Top of Given information

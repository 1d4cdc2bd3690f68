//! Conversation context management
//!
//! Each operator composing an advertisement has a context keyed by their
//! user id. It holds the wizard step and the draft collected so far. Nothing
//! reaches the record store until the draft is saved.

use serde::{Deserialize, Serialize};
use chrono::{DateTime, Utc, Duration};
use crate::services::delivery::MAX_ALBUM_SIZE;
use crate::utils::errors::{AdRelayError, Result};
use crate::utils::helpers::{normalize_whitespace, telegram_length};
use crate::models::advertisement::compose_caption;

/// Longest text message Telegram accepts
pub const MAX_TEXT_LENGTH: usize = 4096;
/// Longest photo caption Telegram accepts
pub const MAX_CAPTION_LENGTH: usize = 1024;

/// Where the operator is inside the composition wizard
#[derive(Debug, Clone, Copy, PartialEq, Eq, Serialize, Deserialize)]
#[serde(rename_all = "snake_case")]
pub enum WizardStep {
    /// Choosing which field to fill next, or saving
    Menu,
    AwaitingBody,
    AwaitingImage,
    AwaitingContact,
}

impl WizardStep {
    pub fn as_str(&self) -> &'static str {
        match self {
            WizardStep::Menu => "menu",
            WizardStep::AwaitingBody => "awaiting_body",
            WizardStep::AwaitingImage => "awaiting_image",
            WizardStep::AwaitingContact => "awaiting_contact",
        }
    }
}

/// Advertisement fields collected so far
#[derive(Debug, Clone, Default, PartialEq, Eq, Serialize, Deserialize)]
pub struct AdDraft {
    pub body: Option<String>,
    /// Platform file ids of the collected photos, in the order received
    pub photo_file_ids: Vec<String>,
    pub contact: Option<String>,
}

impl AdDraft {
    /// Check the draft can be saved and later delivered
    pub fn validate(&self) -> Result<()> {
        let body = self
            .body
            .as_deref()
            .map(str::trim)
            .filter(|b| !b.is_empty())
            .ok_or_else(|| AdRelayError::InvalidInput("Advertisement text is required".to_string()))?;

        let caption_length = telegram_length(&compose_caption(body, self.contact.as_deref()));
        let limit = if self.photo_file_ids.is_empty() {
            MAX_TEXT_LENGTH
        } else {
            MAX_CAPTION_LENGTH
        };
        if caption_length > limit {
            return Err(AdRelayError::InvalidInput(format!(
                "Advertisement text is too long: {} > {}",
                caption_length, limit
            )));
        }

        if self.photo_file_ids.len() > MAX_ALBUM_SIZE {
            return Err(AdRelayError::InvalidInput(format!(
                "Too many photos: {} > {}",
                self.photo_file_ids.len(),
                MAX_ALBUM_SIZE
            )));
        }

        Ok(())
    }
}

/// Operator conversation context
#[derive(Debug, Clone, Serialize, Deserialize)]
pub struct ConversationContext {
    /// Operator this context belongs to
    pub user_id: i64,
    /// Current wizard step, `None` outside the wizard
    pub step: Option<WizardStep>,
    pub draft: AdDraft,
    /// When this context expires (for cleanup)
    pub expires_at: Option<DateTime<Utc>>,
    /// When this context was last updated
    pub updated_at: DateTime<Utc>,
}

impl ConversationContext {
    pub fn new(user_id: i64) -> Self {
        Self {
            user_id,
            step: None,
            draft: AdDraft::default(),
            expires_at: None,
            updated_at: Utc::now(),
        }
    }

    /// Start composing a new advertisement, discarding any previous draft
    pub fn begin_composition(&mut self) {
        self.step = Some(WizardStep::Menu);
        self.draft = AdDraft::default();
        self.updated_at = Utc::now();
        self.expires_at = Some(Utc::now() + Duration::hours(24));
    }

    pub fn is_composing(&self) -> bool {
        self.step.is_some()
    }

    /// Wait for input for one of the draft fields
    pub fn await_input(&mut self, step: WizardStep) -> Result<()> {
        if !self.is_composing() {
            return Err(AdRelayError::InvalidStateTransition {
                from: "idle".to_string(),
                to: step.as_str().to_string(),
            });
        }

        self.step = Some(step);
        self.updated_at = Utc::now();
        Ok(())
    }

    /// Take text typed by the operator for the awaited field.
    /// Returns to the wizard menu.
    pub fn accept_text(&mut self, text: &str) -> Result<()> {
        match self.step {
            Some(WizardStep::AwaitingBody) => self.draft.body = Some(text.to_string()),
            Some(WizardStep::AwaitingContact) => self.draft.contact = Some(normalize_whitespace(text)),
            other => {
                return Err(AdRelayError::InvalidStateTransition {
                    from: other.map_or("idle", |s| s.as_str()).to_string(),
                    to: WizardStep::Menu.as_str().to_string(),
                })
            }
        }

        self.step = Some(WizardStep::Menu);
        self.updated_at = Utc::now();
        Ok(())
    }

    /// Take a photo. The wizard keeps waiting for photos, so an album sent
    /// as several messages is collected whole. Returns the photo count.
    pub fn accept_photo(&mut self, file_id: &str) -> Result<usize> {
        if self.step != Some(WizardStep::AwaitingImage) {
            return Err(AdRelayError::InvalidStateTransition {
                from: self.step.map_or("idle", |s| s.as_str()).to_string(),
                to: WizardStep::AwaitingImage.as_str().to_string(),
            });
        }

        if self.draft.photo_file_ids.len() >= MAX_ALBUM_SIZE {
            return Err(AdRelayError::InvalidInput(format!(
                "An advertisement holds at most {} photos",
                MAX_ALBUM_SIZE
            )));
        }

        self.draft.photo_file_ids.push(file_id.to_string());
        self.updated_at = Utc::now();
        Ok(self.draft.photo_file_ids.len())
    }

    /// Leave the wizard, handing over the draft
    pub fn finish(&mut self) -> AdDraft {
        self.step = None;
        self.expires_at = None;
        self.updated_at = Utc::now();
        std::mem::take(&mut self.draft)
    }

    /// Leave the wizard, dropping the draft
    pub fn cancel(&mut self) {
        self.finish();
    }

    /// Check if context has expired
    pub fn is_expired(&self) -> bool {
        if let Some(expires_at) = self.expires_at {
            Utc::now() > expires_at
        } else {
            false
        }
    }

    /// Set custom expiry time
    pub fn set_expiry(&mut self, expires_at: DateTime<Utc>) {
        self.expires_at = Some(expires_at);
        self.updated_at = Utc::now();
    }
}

Bottom of Given information

• What needs to be done: Working through the data above, find every line holding "other" and copy it.

• Exercise result:
            other => {
                    from: other.map_or("idle", |s| s.as_str()).to_string(),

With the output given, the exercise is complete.